Jeremy Silver is an investor, author and digital entrepreneur.  He specialises in digital media,  music and immersive technologies. He is CEO of Digital Catapult and Board director of Imaginarium Studios, HammerheadVR and Chair of FeedForward.AI. He is also member of the Creative Industries Council for which he serves as Chair of the Innovation Working Group. He is a member of the British Library Board and on the Experts Panel advising the Made Smarter Commission. He is also an advisor to a number of early stage technology businesses and author of Digital Medieval. He has just written a new book that will be released soon. Digital Catapult will be promoting it over the coming days.

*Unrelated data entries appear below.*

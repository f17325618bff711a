//! contract-assistant CLI
//!
//! Sends one explain or generate request to the contract backend and
//! prints the result. Results go to stdout, diagnostics to stderr.

use clap::Parser;
use contract_assistant::cli::{run_cli_mode, Args};
use contract_assistant::logging::{init_logging, LogConfig};

#[tokio::main]
async fn main() {
    let args = Args::parse();

    if let Err(e) = init_logging(LogConfig {
        verbose: args.verbose,
    }) {
        eprintln!("Warning: {}", e);
    }

    let code = run_cli_mode(args).await;
    std::process::exit(code);
}
//! CLI argument parsing
//!
//! Grammar:
//! ```text
//! contract-assistant [options] explain <address | file.sol | source...>
//! contract-assistant [options] generate <description...>
//!
//! OPTIONS:
//!   --config <path>      Config file
//!   --base-url <url>     Backend base URL
//!   --timeout <secs>     Request timeout
//!   --json               Print the outcome as JSON
//!   -v, --verbose        Debug logging
//! ```
//!
//! Text words are joined with single spaces; a lone `-` reads stdin.

use crate::assistant::Mode;
use clap::{Parser, Subcommand};
use std::path::PathBuf;

/// Parsed CLI arguments
#[derive(Debug, Clone, PartialEq, Eq, Parser)]
#[command(
    name = "contract-assistant",
    version,
    about = "Explain or generate smart contracts via the contract backend"
)]
pub struct Args {
    /// Config file (TOML)
    #[arg(long, global = true, value_name = "PATH")]
    pub config: Option<PathBuf>,

    /// Backend base URL, e.g. http://localhost:8000
    #[arg(long, global = true, value_name = "URL")]
    pub base_url: Option<String>,

    /// Request timeout in seconds
    #[arg(long, global = true, value_name = "SECS")]
    pub timeout: Option<u64>,

    /// Print the outcome as JSON
    #[arg(long, global = true)]
    pub json: bool,

    /// Debug logging on stderr
    #[arg(short, long, global = true)]
    pub verbose: bool,

    #[command(subcommand)]
    pub command: Command,
}

/// Operation to run
#[derive(Debug, Clone, PartialEq, Eq, Subcommand)]
pub enum Command {
    /// Explain a contract: address, path to a .sol file, or raw source
    Explain {
        #[arg(value_name = "INPUT")]
        input: Vec<String>,
    },
    /// Generate a contract from a natural-language description
    Generate {
        #[arg(value_name = "DESCRIPTION")]
        description: Vec<String>,
    },
}

impl Command {
    pub fn mode(&self) -> Mode {
        match self {
            Command::Explain { .. } => Mode::Explain,
            Command::Generate { .. } => Mode::Generate,
        }
    }

    /// Raw positional words
    pub fn words(&self) -> &[String] {
        match self {
            Command::Explain { input } => input,
            Command::Generate { description } => description,
        }
    }

    /// Whether the text should come from stdin
    pub fn reads_stdin(&self) -> bool {
        matches!(self.words(), [only] if only == "-")
    }

    /// Positional words joined into one string
    pub fn joined_text(&self) -> String {
        self.words().join(" ")
    }
}

#[cfg(test)]
mod tests {
    use super::*;

    fn parse(argv: &[&str]) -> Args {
        Args::try_parse_from(argv).unwrap()
    }

    #[test]
    fn test_parse_explain() {
        let args = parse(&["contract-assistant", "explain", "contract", "Foo", "{}"]);
        assert_eq!(args.command.mode(), Mode::Explain);
        assert_eq!(args.command.joined_text(), "contract Foo {}");
        assert!(!args.json);
    }

    #[test]
    fn test_parse_generate_with_options() {
        let args = parse(&[
            "contract-assistant",
            "--base-url",
            "http://10.0.0.2:8000",
            "generate",
            "ERC-20",
            "token",
            "--json",
            "--timeout",
            "5",
        ]);
        assert_eq!(args.command.mode(), Mode::Generate);
        assert_eq!(args.command.joined_text(), "ERC-20 token");
        assert_eq!(args.base_url.as_deref(), Some("http://10.0.0.2:8000"));
        assert_eq!(args.timeout, Some(5));
        assert!(args.json);
    }

    #[test]
    fn test_stdin_marker() {
        let args = parse(&["contract-assistant", "explain", "-"]);
        assert!(args.command.reads_stdin());

        let args = parse(&["contract-assistant", "explain", "-", "more"]);
        assert!(!args.command.reads_stdin());
    }

    #[test]
    fn test_missing_text_is_allowed() {
        let args = parse(&["contract-assistant", "generate"]);
        assert_eq!(args.command.joined_text(), "");
    }

    #[test]
    fn test_unknown_subcommand_rejected() {
        assert!(Args::try_parse_from(["contract-assistant", "audit", "x"]).is_err());
    }

    #[test]
    fn test_invalid_timeout_rejected() {
        assert!(Args::try_parse_from(["contract-assistant", "--timeout", "soon", "explain", "x"]).is_err());
    }
}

Previously he was Executive Chairman of Semetric  Ltd (a company providing social media big data and real-time analytics for the entertainment industry, sold to Apple) and was the founder CEO of the Featured Artists Coalition (a music industry membership and lobbying organisation).  He was CEO of Sibelius Software (a music notation software company) which sold to Avid Technology in 2006. He was worldwide Vice President of New Media for EMI Music Group in London and in Los Angeles.  Silver co-founded the pioneering  service Uplister, (a Spotify-like playlist- sharing music subscription service), based in San Francisco which was venture backed by August Capital. He was also an early advisor to Shazam Entertainment, sold recently to Apple.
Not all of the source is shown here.